We get it either by learning (getting sufficient details into our knowledge base) or by getting it from a resource.  Learning works.  Using excellent resources works.

With these details (information) and reasoning, we can put together what works and what doesn’t."


EXAMPLES

A simple example of a distinction is seeing that one object is closer than another, which allows us to maneuver physically and to guage the immediacy of dangers. If all things looked like they were the same distance away, we would be in big trouble in more circumstances.

While the above is a "physical" distinction example, the same idea is true of "mental" distinctions.

If we could not tell who is a danger and who is not, we could have problems.

Fortunately, evolution built in some automatic distinction capability where we "learned" (evolved) over time to see nuances of emotion, such as anger, and/or of intent, such as another being unfriendly or hostile.  These are "subtle" distinctions, but the generalities that our lower, less smart brains developed have served us well overall, as they alert us so that we can then use our higher brain to further decide what is true by applying the higher brain's finer distinctions to make a better conclusion.  This distinguishing skill is often called "emotional intelligence."


THE BEST WAY TO ACQUIRE "DISTINCTIONS"

Of course, it has to be from learning - and that learning must be

1.  Systematic (not random)
2.  From experts (not from non-experts, well-meaning friends, etc.)

Sometimes there are high intensity or high focus workshops that offer distinctions in life, such as the organization at the end of this section or those listed under the Psychological Resources section.  The Life University suggests especially effective ways to learn life, plus identifying the means for different ages.

Read the piece:  What Are The Most Rational, Most Productive Choices For My Life? - An Inquiry/Test.

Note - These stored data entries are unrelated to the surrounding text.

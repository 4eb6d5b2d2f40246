use clap::Parser;
use log::info;
use server::network::Server;
use server::session_store::{SessionStore, DEFAULT_MAX_SESSIONS, DEFAULT_SESSION_TIMEOUT};
use shared::{GameRules, MAX_ATTEMPTS, MAX_NUMBER, MIN_NUMBER};
use std::time::Duration;

#[derive(Parser, Debug)]
#[command(author, version, about, long_about = None)]
struct Args {
    /// Server IP address to bind to
    #[arg(short = 'H', long, default_value = "127.0.0.1")]
    host: String,

    /// Server port to listen on
    #[arg(short, long, default_value_t = 5000)]
    port: u16,

    /// Lowest number the secret can be
    #[arg(long, default_value_t = MIN_NUMBER, allow_negative_numbers = true)]
    min: i64,

    /// Highest number the secret can be
    #[arg(long, default_value_t = MAX_NUMBER, allow_negative_numbers = true)]
    max: i64,

    /// Guesses allowed per game
    #[arg(short = 'a', long, default_value_t = MAX_ATTEMPTS)]
    max_attempts: u32,

    /// Seconds of inactivity before a session is dropped
    #[arg(long, default_value_t = DEFAULT_SESSION_TIMEOUT.as_secs())]
    session_timeout_secs: u64,

    /// Maximum number of concurrent sessions
    #[arg(long, default_value_t = DEFAULT_MAX_SESSIONS)]
    max_sessions: usize,
}

#[tokio::main]
async fn main() -> Result<(), Box<dyn std::error::Error>> {
    env_logger::init();

    if std::env::var("RUST_LOG").is_err() {
        eprintln!("Set RUST_LOG=info for detailed logging");
    }

    let args = Args::parse();
    let rules = GameRules::new(args.min, args.max, args.max_attempts)?;

    info!("Starting server...");
    info!(
        "Numbers {}..={}, {} attempts per game",
        rules.min, rules.max, rules.max_attempts
    );

    let store = SessionStore::new(
        rules,
        args.max_sessions,
        Duration::from_secs(args.session_timeout_secs),
    );

    let address = format!("{}:{}", args.host, args.port);
    let server = Server::new(&address, store).await?;
    info!("Open http://{} in a browser to play", server.local_addr()?);

    server.run().await?;

    Ok(())
}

DOESN'T OUR BRAIN ALREADY DO THIS?

From Primitive Reaction Versus Reasoning (read this to avoid pitfalls and rationalizations that keep you stuck, royally!):

“…primitive limbic reasoning commits the twin logical fallacies of hasty generalizations and misplaced causality.”

Basically, again, we can't leave it up to the two lower brains!  (Duh!)


LEARNING DISTINCTIONS IN LIFE AND IN RELATIONSHIPS

In life:

Landmark Education emphasizes "making distinctions" as a key means to learn, making over 100 distinctions (points of differentiation) in their beginning Forum.  It is definitely useful to take that workshop.  It'll blow your old thinking out of the water and into a better, more useful place!

In relationships:

Learning more distinctions helps tremendously in relationships. (Duh!)  It can help make them much smoother and much more enjoyable. (Duh!)  As discussed in The Process For Creating A Great Relationship.